Each line with the word "nested" must appear in the answer, copied from the records.

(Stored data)
----------------------------------------

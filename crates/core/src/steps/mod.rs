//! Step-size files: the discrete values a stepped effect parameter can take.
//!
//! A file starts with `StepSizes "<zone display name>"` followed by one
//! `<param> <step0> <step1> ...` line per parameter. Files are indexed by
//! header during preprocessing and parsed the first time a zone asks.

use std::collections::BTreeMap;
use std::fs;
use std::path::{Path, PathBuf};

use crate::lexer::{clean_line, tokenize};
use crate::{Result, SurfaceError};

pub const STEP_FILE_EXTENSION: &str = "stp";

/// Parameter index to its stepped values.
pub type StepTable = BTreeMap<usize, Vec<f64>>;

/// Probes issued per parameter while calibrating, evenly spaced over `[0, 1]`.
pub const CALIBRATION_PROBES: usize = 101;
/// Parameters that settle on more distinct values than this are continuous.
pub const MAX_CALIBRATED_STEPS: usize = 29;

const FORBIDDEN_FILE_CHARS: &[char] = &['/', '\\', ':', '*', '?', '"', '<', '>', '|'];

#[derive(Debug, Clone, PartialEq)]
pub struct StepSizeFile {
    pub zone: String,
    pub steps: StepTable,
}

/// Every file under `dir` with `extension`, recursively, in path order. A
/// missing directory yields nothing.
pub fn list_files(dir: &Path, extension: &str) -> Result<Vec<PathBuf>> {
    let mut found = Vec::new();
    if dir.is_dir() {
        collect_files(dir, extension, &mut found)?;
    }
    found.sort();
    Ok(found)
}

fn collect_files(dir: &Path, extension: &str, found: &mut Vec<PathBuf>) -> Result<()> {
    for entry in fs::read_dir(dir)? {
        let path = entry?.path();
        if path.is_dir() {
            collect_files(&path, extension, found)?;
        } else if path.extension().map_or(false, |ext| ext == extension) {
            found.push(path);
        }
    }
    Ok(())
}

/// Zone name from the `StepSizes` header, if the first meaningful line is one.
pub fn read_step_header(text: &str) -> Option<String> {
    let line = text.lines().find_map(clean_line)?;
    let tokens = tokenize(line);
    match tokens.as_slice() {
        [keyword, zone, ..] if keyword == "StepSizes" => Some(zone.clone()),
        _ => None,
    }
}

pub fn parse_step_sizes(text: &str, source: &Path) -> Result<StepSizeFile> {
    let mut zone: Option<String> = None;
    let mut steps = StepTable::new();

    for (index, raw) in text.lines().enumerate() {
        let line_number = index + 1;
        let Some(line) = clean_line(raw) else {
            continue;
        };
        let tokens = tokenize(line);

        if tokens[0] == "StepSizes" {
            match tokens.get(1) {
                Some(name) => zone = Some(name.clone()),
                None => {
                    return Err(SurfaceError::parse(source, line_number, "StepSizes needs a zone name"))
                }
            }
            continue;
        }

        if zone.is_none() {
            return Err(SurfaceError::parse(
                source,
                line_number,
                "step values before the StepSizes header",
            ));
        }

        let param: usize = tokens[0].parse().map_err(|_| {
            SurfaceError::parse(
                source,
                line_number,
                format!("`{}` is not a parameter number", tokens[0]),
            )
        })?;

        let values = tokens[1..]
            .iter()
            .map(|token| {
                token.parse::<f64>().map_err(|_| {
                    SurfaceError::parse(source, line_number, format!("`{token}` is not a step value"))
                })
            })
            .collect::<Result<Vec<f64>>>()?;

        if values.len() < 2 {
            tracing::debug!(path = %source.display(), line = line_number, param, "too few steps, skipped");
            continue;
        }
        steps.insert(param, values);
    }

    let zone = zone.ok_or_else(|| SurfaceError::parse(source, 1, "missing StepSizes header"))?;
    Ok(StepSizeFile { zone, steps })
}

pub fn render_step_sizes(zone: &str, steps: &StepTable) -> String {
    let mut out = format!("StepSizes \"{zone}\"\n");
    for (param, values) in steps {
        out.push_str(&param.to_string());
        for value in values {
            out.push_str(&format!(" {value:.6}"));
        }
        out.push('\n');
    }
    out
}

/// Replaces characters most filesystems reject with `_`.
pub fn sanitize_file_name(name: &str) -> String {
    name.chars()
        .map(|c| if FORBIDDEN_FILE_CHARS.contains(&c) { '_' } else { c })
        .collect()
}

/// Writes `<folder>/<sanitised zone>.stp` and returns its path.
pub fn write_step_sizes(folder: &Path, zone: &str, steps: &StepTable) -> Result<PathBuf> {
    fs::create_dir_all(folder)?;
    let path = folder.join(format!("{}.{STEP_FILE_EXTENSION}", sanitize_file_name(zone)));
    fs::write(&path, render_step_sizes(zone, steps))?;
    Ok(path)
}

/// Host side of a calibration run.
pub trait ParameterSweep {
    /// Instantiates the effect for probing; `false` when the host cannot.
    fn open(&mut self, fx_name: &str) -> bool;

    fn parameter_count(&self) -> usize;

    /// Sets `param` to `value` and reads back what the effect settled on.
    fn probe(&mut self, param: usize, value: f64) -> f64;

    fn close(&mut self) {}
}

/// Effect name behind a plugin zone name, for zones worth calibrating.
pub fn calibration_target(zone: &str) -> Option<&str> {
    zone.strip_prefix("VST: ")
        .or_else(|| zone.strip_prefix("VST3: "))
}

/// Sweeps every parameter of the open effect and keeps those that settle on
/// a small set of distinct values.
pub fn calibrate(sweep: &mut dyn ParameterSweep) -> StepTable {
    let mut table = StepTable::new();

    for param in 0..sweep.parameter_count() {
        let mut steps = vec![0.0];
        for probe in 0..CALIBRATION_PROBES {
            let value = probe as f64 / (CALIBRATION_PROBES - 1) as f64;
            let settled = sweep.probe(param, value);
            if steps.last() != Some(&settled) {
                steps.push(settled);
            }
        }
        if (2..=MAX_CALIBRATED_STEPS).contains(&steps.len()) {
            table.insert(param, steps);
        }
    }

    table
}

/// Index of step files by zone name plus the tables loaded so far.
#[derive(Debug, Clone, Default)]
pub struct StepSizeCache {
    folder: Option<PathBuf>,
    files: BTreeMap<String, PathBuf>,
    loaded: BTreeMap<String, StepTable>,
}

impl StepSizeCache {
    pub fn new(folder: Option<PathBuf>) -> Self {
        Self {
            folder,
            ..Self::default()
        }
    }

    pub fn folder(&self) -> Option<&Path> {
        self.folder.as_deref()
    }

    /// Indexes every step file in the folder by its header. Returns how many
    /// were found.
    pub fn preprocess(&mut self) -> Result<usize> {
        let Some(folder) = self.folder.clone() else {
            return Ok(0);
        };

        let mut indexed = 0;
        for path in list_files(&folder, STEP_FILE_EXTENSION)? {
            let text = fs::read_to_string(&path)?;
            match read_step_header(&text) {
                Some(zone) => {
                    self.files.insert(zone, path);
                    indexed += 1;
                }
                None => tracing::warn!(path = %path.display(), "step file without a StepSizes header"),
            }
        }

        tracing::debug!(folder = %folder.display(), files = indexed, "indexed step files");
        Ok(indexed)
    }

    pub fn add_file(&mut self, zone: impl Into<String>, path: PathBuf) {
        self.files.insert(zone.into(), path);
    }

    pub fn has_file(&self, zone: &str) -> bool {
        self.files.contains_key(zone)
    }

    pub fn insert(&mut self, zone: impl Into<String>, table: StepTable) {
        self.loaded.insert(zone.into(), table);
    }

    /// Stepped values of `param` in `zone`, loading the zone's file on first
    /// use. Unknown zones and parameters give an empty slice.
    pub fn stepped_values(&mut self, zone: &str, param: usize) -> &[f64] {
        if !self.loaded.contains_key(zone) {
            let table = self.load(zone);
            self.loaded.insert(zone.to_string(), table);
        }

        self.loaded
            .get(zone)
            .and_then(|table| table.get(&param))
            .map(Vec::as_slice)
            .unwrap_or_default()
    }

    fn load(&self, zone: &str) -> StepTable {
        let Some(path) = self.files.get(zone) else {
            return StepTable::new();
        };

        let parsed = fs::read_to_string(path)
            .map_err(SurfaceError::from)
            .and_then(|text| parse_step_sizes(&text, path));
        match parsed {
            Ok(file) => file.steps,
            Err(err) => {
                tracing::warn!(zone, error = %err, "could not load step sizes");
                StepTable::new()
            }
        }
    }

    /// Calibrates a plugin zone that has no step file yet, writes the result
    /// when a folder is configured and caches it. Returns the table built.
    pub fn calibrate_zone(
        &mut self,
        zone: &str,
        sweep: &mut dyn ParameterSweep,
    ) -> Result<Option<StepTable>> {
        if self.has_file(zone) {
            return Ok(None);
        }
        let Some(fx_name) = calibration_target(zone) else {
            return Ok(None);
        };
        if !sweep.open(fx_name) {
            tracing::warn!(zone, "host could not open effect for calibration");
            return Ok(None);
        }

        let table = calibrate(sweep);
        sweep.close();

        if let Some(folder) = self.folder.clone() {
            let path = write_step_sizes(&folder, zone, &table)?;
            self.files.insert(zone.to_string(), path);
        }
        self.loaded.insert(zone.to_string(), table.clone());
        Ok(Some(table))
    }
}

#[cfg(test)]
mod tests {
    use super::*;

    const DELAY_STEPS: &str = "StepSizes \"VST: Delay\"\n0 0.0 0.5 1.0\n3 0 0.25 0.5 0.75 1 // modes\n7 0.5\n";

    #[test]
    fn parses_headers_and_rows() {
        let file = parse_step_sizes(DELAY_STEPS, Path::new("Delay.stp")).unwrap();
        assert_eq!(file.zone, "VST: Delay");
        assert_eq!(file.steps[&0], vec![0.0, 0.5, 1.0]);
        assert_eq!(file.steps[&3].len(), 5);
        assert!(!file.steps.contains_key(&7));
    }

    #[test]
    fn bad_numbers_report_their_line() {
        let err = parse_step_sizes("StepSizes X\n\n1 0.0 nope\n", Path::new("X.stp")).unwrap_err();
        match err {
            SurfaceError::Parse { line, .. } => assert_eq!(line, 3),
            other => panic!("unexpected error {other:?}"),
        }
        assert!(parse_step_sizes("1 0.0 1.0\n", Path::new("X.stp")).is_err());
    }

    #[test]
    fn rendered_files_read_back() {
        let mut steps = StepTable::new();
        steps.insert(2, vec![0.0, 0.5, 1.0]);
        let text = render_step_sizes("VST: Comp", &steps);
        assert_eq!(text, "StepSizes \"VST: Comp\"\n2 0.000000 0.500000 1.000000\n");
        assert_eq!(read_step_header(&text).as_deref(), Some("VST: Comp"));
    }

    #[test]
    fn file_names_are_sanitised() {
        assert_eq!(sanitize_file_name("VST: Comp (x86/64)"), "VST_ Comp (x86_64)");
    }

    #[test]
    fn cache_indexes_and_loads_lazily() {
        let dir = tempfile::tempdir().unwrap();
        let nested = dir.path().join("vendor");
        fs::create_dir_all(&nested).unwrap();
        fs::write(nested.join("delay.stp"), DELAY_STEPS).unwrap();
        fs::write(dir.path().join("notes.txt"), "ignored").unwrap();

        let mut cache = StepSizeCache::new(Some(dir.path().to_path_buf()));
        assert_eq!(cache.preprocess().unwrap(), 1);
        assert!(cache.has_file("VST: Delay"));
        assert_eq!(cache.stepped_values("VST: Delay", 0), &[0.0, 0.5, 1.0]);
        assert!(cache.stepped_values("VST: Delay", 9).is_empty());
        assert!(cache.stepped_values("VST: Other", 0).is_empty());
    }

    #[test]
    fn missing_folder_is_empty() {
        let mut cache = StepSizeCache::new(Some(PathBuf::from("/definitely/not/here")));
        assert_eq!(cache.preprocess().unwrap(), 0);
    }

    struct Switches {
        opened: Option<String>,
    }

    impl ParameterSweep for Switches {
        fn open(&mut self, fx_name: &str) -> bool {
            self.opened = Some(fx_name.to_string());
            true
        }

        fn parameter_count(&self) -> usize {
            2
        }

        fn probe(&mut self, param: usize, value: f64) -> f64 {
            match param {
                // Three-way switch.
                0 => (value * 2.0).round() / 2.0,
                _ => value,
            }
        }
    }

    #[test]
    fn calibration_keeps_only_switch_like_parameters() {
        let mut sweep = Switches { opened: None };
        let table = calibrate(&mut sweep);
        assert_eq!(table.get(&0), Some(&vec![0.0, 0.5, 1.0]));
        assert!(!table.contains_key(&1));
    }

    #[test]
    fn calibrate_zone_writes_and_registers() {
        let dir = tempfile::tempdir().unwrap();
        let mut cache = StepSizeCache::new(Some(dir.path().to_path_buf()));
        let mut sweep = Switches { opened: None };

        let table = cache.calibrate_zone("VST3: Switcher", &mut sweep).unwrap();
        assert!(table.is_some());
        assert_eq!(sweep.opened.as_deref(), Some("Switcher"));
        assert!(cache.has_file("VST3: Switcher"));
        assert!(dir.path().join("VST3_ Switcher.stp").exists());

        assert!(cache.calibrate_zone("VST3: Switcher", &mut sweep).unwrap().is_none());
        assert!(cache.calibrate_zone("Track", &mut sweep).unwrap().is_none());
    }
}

----------------------------------------

### [Task response]
        let nested = dir.path().join("vendor");
        fs::create_dir_all(&nested).unwrap();
        fs::write(nested.join("delay.stp"), DELAY_STEPS).unwrap();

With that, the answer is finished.